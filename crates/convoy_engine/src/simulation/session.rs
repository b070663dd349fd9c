use std::{sync::Arc, time::Duration};

use tokio::time::Instant;

use crate::{
    geopoint::GeoPoint,
    model::trip_id::TripId,
    routing::route_polyline::RoutePolyline,
};

use super::{interpolate::position_at, simulation_params::progress_fraction};

/// Groups the sessions started together by one start request.
pub type BatchId = String;

#[derive(Copy, Clone, Debug, PartialEq, Eq)]
pub enum SessionStatus {
    Running,
    Idle,
}

/// One simulated traversal of a trip's polyline.
#[derive(Clone, Debug)]
pub struct SimulationSession {
    trip_id: TripId,
    batch_id: BatchId,
    polyline: Arc<RoutePolyline>,
    started_at: Instant,
    duration: Duration,
    progress: f64,
    position: GeoPoint,
    status: SessionStatus,
}

impl SimulationSession {
    /// `None` when the polyline has no point to place the vehicle on.
    pub(crate) fn new(
        trip_id: TripId,
        batch_id: BatchId,
        polyline: Arc<RoutePolyline>,
        started_at: Instant,
        duration: Duration,
    ) -> Option<Self> {
        let position = polyline.first()?;

        Some(SimulationSession {
            trip_id,
            batch_id,
            polyline,
            started_at,
            duration,
            progress: 0.0,
            position,
            status: SessionStatus::Running,
        })
    }

    /// Recomputes progress from the absolute elapsed time. Returns `true`
    /// on the call that brings the session to completion.
    pub(crate) fn advance(&mut self, now: Instant) -> bool {
        if self.status == SessionStatus::Idle {
            return false;
        }

        let elapsed = now.saturating_duration_since(self.started_at);
        self.progress = progress_fraction(elapsed, self.duration).max(self.progress);

        if let Some(position) = position_at(self.polyline.points(), self.progress) {
            self.position = position;
        }

        if self.progress >= 1.0 {
            self.status = SessionStatus::Idle;
            return true;
        }

        false
    }

    pub fn trip_id(&self) -> &TripId {
        &self.trip_id
    }

    pub fn batch_id(&self) -> &BatchId {
        &self.batch_id
    }

    pub fn polyline(&self) -> &Arc<RoutePolyline> {
        &self.polyline
    }

    pub fn started_at(&self) -> Instant {
        self.started_at
    }

    pub fn duration(&self) -> Duration {
        self.duration
    }

    pub fn progress(&self) -> f64 {
        self.progress
    }

    /// Progress as a whole percentage, for progress bars.
    pub fn percent(&self) -> u8 {
        (self.progress * 100.0).round() as u8
    }

    pub fn position(&self) -> GeoPoint {
        self.position
    }

    pub fn status(&self) -> SessionStatus {
        self.status
    }

    pub fn is_running(&self) -> bool {
        self.status == SessionStatus::Running
    }
}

☆ ☆ ☆ ☆ ☆ ☆ ☆

Please transcribe the records exactly from their first line through the line holding "if self.progress >= 1.0", and leave out all others.

filename crates/convoy_engine/src/simulation/session.rs
repository b070663dd349fd9c
use std::{sync::Arc, time::Duration};

use tokio::time::Instant;

use crate::{
    geopoint::GeoPoint,
    model::trip_id::TripId,
    routing::route_polyline::RoutePolyline,
};

use super::{interpolate::position_at, simulation_params::progress_fraction};

/// Groups the sessions started together by one start request.
pub type BatchId = String;

#[derive(Copy, Clone, Debug, PartialEq, Eq)]
pub enum SessionStatus {
    Running,
    Idle,
}

/// One simulated traversal of a trip's polyline.
#[derive(Clone, Debug)]
pub struct SimulationSession {
    trip_id: TripId,
    batch_id: BatchId,
    polyline: Arc<RoutePolyline>,
    started_at: Instant,
    duration: Duration,
    progress: f64,
    position: GeoPoint,
    status: SessionStatus,
}

impl SimulationSession {
    /// `None` when the polyline has no point to place the vehicle on.
    pub(crate) fn new(
        trip_id: TripId,
        batch_id: BatchId,
        polyline: Arc<RoutePolyline>,
        started_at: Instant,
        duration: Duration,
    ) -> Option<Self> {
        let position = polyline.first()?;

        Some(SimulationSession {
            trip_id,
            batch_id,
            polyline,
            started_at,
            duration,
            progress: 0.0,
            position,
            status: SessionStatus::Running,
        })
    }

    /// Recomputes progress from the absolute elapsed time. Returns `true`
    /// on the call that brings the session to completion.
    pub(crate) fn advance(&mut self, now: Instant) -> bool {
        if self.status == SessionStatus::Idle {
            return false;
        }

        let elapsed = now.saturating_duration_since(self.started_at);
        self.progress = progress_fraction(elapsed, self.duration).max(self.progress);

        if let Some(position) = position_at(self.polyline.points(), self.progress) {
            self.position = position;
        }

        if self.progress >= 1.0 {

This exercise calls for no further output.